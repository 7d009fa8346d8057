mod weld;

pub use weld::{VertexWelder, WeldParams, WeldSoup, WeldStats};

use crate::math::{Point3, Vector3};

/// One triangle of a triangle soup, as produced by a soup source.
#[derive(Debug, Clone, Copy, PartialEq)]
pub struct Triangle {
    /// Facet normal as stored in the source. Carried along but never used.
    pub normal: Vector3,
    /// Corner positions in source order.
    pub corners: [Point3; 3],
}

impl Triangle {
    /// Creates a triangle with a zero normal.
    #[must_use]
    pub fn new(a: Point3, b: Point3, c: Point3) -> Self {
        Self {
            normal: Vector3::zeros(),
            corners: [a, b, c],
        }
    }

    /// Creates a triangle carrying the given facet normal.
    #[must_use]
    pub fn with_normal(normal: Vector3, corners: [Point3; 3]) -> Self {
        Self { normal, corners }
    }
}

/// A triangle mesh with shared vertices.
#[derive(Debug, Clone, Default, PartialEq)]
pub struct IndexedMesh {
    /// Vertex positions, each distinct beyond the weld tolerance.
    pub vertices: Vec<Point3>,
    /// Triangle indices into `vertices` (each triple defines a triangle).
    pub faces: Vec<[u32; 3]>,
}

impl IndexedMesh {
    /// Creates an empty mesh.
    #[must_use]
    pub fn new() -> Self {
        Self::default()
    }

    /// Creates an empty mesh with reserved storage.
    #[must_use]
    pub fn with_capacity(vertices: usize, faces: usize) -> Self {
        Self {
            vertices: Vec::with_capacity(vertices),
            faces: Vec::with_capacity(faces),
        }
    }

    /// Number of vertices.
    #[must_use]
    pub fn vertex_count(&self) -> usize {
        self.vertices.len()
    }

    /// Number of triangles.
    #[must_use]
    pub fn face_count(&self) -> usize {
        self.faces.len()
    }

    /// Returns `true` if the mesh has no faces.
    #[must_use]
    pub fn is_empty(&self) -> bool {
        self.faces.is_empty()
    }

    /// Flattened face indices, three per triangle, in face order.
    pub fn corner_indices(&self) -> impl Iterator<Item = u32> + '_ {
        self.faces.iter().flatten().copied()
    }

    /// Axis-aligned bounds of the vertices, or `None` for an empty mesh.
    #[must_use]
    pub fn bounds(&self) -> Option<(Point3, Point3)> {
        let first = *self.vertices.first()?;
        Some(self.vertices.iter().skip(1).fold((first, first), |(min, max), v| {
            (min.inf(v), max.sup(v))
        }))
    }
}
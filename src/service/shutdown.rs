// Copyright 2025 jonefeewang@gmail.com
//
// Licensed under the Apache License, Version 2.0 (the "License");
// you may not use this file except in compliance with the License.
// You may obtain a copy of the License at
//
//     http://www.apache.org/licenses/LICENSE-2.0
//
// Unless required by applicable law or agreed to in writing, software
// distributed under the License is distributed on an "AS IS" BASIS,
// WITHOUT WARRANTIES OR CONDITIONS OF ANY KIND, either express or implied.
// See the License for the specific language governing permissions and
// limitations under the License.

//! Process shutdown.
//!
//! The [`ShutdownCoordinator`] hands a [`Shutdown`] to every long-lived task
//! (accept loop, reaper). Each task listens on it and holds it until it exits;
//! the coordinator learns that everyone is done when the last one is dropped.

use tokio::sync::{broadcast, mpsc};

#[derive(Debug)]
pub struct ShutdownCoordinator {
    notify: broadcast::Sender<()>,
    complete_tx: mpsc::Sender<()>,
    complete_rx: mpsc::Receiver<()>,
}

impl Default for ShutdownCoordinator {
    fn default() -> Self {
        ShutdownCoordinator::new()
    }
}

impl ShutdownCoordinator {
    pub fn new() -> ShutdownCoordinator {
        let (notify, _) = broadcast::channel(1);
        let (complete_tx, complete_rx) = mpsc::channel(1);
        ShutdownCoordinator {
            notify,
            complete_tx,
            complete_rx,
        }
    }

    /// A listener for one task. Only sees signals sent after this call.
    pub fn subscribe(&self) -> Shutdown {
        Shutdown {
            is_shutdown: false,
            notify: self.notify.subscribe(),
            _complete_tx: self.complete_tx.clone(),
        }
    }

    pub fn trigger(&self) {
        // no receivers just means nobody is listening anymore
        let _ = self.notify.send(());
    }

    /// Waits until every [`Shutdown`] handed out has been dropped.
    pub async fn wait_complete(self) {
        let ShutdownCoordinator {
            notify,
            complete_tx,
            mut complete_rx,
        } = self;
        drop(complete_tx);
        let _ = complete_rx.recv().await;
        drop(notify);
    }
}

/// One task's view of the shutdown signal.
#[derive(Debug)]
pub struct Shutdown {
    is_shutdown: bool,
    notify: broadcast::Receiver<()>,
    _complete_tx: mpsc::Sender<()>,
}

impl Shutdown {
    pub fn is_shutdown(&self) -> bool {
        self.is_shutdown
    }

    /// Resolves once the signal is sent or the coordinator is gone.
    pub async fn recv(&mut self) {
        if self.is_shutdown {
            return;
        }
        let _ = self.notify.recv().await;
        self.is_shutdown = true;
    }
}
pub mod network;
pub mod service;

pub use network::{
    Frame, FrameDecoder, FrameError, FrameHandler, PingPongHandler, SessionContext,
    SessionRegistry,
};
pub use service::{
    global_config, setup_local_tracing, setup_tracing, AppError, AppResult, Gateway,
    ServerConfig, SessionConfig, Shutdown, ShutdownCoordinator, GLOBAL_CONFIG,
};
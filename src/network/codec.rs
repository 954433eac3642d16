//! Wire codec
//!
//! Frame layout on the wire, all integers little-endian:
//!
//! ```text
//! +----------------+-----------------+----------------------+
//! | length: u16    | message_id: u16 | payload: length - 2  |
//! +----------------+-----------------+----------------------+
//! ```
//!
//! `length` counts the message id and the payload, never itself.

use bytes::{BufMut, Bytes, BytesMut};

/// Size of the length prefix.
pub const LENGTH_FIELD_SIZE: usize = 2;
/// Size of the message id that follows the length prefix.
pub const MESSAGE_ID_SIZE: usize = 2;
/// Length prefix plus message id.
pub const FRAME_HEADER_SIZE: usize = LENGTH_FIELD_SIZE + MESSAGE_ID_SIZE;
/// Default ceiling for a whole frame, length prefix included.
pub const MAX_FRAME_TOTAL: usize = 4096;
/// Default ceiling for undecoded bytes buffered per connection.
pub const MAX_RECV_BUFFER: usize = 64 * 1024;
/// Largest whole frame a u16 length prefix can describe.
pub const WIRE_FRAME_LIMIT: usize = LENGTH_FIELD_SIZE + u16::MAX as usize;

pub type MessageId = u16;

/// Reads a little-endian u16 at `offset`. `None` when the slice is too short.
pub fn read_u16_le(src: &[u8], offset: usize) -> Option<u16> {
    let bytes = src.get(offset..offset + 2)?;
    Some(u16::from_le_bytes([bytes[0], bytes[1]]))
}

/// Reads a little-endian u32 at `offset`. `None` when the slice is too short.
pub fn read_u32_le(src: &[u8], offset: usize) -> Option<u32> {
    let bytes = src.get(offset..offset + 4)?;
    Some(u32::from_le_bytes([bytes[0], bytes[1], bytes[2], bytes[3]]))
}

pub fn write_u16_le(dst: &mut BytesMut, value: u16) {
    dst.put_u16_le(value);
}

pub fn write_u32_le(dst: &mut BytesMut, value: u32) {
    dst.put_u32_le(value);
}

/// Total encoded size of a frame carrying `payload_len` bytes.
pub fn frame_size(payload_len: usize) -> usize {
    FRAME_HEADER_SIZE + payload_len
}

/// Appends one encoded frame to `dst`.
///
/// The caller guarantees `payload.len() + 2` fits in the u16 length prefix;
/// the session layer checks this against its configured frame ceiling before
/// it gets here.
pub fn put_frame(dst: &mut BytesMut, message_id: MessageId, payload: &[u8]) {
    debug_assert!(frame_size(payload.len()) <= WIRE_FRAME_LIMIT);
    let length = (MESSAGE_ID_SIZE + payload.len()) as u16;
    dst.reserve(frame_size(payload.len()));
    write_u16_le(dst, length);
    write_u16_le(dst, message_id);
    dst.put_slice(payload);
}

/// Encodes one frame into a freshly allocated buffer.
pub fn encode_frame(message_id: MessageId, payload: &[u8]) -> Bytes {
    let mut buf = BytesMut::with_capacity(frame_size(payload.len()));
    put_frame(&mut buf, message_id, payload);
    buf.freeze()
}

#[cfg(test)]
mod tests {
    use super::*;

    #[test]
    fn test_encode_ping_frame() {
        let mut payload = BytesMut::new();
        write_u32_le(&mut payload, 123_456);
        let frame = encode_frame(1101, &payload);
        assert_eq!(
            &frame[..],
            &[0x06, 0x00, 0x4D, 0x04, 0x40, 0xE2, 0x01, 0x00]
        );
    }

    #[test]
    fn test_empty_payload_has_length_two() {
        let frame = encode_frame(0xABCD, &[]);
        assert_eq!(&frame[..], &[0x02, 0x00, 0xCD, 0xAB]);
    }

    #[test]
    fn test_read_primitives() {
        let src = [0x34, 0x12, 0x78, 0x56, 0x34, 0x12];
        assert_eq!(read_u16_le(&src, 0), Some(0x1234));
        assert_eq!(read_u32_le(&src, 2), Some(0x1234_5678));
        assert_eq!(read_u16_le(&src, 5), None);
        assert_eq!(read_u32_le(&src, 3), None);
    }

    #[test]
    fn test_put_frame_appends() {
        let mut buf = BytesMut::new();
        put_frame(&mut buf, 1, &[0xAA]);
        put_frame(&mut buf, 2, &[]);
        assert_eq!(&buf[..], &[0x03, 0x00, 0x01, 0x00, 0xAA, 0x02, 0x00, 0x02, 0x00]);
    }
}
══════════
Aim of the exercise: Look in the material above for the line with "pub fn subscribe(&self)" and the line with "pub fn trigger(&self)", and transcribe exactly those lines and all lines between them, nothing more.

Expected answer:
    pub fn subscribe(&self) -> Shutdown {
        Shutdown {
            is_shutdown: false,
            notify: self.notify.subscribe(),
            _complete_tx: self.complete_tx.clone(),
        }
    }

    pub fn trigger(&self) {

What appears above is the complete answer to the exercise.